◆ The problem
What you return should be the lines of the data containing "Result", each in full.

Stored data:
☆ ☆ ☆ ☆ ☆ ☆ ☆

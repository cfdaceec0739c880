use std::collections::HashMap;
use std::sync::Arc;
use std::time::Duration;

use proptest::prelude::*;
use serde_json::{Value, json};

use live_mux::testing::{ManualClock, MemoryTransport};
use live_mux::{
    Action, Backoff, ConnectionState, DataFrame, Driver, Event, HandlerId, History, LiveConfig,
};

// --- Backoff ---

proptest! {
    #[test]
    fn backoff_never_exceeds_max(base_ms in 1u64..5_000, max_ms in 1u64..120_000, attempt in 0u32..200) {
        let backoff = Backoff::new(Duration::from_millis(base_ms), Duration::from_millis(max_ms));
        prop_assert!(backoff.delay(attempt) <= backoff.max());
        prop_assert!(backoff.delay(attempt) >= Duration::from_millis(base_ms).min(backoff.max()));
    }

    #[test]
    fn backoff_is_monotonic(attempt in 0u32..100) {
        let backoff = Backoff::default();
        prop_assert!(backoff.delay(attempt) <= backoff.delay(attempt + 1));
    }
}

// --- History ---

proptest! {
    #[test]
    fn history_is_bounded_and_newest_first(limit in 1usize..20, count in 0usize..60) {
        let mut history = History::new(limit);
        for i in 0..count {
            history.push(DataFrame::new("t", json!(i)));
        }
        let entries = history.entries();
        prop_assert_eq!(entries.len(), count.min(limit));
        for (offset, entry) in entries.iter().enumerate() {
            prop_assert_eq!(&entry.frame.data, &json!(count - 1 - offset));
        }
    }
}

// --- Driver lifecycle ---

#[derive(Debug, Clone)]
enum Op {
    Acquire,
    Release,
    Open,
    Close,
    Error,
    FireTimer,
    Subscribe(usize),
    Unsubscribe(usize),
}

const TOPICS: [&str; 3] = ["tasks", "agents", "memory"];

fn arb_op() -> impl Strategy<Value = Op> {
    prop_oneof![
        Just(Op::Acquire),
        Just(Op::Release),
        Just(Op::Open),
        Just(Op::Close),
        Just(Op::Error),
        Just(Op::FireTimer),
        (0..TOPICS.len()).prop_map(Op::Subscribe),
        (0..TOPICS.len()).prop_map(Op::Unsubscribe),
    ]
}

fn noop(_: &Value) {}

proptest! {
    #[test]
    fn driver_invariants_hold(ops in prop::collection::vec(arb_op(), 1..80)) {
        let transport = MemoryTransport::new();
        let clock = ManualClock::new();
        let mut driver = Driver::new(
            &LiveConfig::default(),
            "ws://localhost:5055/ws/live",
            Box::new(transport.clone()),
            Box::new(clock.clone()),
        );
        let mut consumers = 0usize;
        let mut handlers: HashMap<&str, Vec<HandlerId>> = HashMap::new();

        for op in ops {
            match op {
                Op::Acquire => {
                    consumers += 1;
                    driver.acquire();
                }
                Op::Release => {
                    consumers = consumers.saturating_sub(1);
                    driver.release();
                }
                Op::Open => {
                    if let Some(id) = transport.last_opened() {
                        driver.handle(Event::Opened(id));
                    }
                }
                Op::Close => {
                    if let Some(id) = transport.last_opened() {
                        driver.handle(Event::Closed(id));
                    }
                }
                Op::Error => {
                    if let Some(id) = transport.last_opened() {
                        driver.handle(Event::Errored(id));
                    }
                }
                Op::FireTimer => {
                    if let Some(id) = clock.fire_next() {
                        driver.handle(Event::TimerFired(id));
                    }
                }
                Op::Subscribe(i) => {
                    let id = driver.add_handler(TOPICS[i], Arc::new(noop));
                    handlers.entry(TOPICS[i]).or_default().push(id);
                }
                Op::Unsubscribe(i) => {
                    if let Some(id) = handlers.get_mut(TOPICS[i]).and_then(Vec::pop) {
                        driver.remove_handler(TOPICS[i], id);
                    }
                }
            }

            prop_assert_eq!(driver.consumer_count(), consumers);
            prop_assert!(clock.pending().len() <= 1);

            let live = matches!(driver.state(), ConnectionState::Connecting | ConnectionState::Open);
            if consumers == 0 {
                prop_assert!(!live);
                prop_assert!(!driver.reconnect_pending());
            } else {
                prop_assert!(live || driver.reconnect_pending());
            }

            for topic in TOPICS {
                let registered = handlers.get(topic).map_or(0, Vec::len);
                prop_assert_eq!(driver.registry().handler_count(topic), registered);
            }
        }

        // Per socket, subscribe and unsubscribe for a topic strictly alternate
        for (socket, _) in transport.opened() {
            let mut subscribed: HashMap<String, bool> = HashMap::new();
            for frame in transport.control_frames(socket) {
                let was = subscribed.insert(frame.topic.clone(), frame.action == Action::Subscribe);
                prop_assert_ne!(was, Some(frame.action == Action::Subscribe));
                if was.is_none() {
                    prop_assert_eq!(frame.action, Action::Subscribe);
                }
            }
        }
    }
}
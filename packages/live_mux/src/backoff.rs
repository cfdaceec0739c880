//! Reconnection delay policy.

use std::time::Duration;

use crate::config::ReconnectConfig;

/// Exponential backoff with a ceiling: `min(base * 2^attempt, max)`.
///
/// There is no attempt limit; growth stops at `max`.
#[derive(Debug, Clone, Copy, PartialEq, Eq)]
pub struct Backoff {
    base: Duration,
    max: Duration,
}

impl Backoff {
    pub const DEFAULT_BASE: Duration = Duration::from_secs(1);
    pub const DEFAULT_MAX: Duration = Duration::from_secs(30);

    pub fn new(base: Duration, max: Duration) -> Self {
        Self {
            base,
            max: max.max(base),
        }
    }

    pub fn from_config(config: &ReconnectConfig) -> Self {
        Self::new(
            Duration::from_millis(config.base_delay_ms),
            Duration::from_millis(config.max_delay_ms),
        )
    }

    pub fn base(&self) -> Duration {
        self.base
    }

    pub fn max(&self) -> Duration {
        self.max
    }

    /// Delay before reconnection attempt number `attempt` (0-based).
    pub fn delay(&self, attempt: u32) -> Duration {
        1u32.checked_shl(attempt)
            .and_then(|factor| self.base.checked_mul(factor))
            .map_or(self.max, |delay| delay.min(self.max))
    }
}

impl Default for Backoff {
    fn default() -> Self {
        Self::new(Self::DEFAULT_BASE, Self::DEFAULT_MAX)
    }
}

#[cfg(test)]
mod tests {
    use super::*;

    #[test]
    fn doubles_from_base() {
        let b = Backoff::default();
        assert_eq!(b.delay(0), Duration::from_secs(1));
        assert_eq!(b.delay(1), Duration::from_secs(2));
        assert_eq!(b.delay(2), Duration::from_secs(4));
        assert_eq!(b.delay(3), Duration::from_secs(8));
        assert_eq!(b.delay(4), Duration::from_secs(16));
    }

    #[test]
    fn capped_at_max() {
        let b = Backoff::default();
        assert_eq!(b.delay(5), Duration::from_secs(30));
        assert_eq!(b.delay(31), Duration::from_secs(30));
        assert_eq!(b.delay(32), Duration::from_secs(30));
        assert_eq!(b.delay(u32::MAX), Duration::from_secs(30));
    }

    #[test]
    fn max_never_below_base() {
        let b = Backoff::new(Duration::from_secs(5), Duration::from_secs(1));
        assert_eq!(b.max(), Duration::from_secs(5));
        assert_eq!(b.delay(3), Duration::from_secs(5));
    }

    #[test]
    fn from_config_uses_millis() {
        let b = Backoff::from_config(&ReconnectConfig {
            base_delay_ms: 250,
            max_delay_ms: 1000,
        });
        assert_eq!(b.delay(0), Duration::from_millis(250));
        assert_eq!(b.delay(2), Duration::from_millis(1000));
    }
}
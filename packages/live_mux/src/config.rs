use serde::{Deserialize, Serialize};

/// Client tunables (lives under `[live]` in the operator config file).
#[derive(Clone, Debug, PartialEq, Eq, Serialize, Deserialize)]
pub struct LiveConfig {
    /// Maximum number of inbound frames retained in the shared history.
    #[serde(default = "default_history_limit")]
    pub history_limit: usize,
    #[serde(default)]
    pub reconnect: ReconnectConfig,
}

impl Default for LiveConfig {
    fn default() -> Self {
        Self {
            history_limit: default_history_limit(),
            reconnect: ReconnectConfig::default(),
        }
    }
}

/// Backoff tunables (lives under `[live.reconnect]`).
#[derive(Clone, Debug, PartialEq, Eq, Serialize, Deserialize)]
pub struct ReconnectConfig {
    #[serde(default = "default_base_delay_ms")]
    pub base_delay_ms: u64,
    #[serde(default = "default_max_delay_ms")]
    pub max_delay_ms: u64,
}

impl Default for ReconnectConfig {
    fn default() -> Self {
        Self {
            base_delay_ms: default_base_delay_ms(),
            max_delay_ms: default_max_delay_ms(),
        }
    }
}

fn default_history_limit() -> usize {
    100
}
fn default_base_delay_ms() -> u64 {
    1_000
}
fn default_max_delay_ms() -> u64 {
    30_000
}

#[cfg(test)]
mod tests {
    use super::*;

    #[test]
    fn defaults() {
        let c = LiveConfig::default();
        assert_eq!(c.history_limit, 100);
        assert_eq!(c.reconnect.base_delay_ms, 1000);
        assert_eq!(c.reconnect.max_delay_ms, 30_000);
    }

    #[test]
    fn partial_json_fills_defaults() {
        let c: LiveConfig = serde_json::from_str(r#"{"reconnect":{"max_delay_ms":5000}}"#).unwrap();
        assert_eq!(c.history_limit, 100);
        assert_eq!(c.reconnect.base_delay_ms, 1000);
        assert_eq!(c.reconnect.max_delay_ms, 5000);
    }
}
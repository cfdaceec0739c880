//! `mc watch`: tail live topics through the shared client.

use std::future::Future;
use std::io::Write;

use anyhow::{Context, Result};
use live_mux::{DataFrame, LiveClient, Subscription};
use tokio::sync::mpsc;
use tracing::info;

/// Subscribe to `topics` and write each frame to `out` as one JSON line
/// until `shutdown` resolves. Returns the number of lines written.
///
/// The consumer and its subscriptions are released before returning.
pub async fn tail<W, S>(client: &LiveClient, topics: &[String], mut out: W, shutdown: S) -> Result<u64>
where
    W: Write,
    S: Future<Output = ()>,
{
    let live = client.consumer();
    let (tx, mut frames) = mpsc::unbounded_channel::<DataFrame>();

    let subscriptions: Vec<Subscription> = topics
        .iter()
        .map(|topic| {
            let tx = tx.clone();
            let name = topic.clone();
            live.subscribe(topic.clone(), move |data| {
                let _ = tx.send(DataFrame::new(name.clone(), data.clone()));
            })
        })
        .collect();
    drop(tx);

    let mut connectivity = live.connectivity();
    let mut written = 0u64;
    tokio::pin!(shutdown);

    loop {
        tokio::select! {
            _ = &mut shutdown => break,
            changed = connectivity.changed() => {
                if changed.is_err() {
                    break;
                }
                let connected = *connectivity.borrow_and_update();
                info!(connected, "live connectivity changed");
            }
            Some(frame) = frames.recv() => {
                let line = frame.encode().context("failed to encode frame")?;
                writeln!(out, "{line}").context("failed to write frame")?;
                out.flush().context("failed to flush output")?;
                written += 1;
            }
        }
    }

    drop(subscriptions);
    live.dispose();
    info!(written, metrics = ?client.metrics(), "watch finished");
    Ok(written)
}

☆ ☆ ☆ ☆ ☆ ☆ ☆

◆ The answer
use anyhow::{Context, Result};
pub async fn tail<W, S>(client: &LiveClient, topics: &[String], mut out: W, shutdown: S) -> Result<u64>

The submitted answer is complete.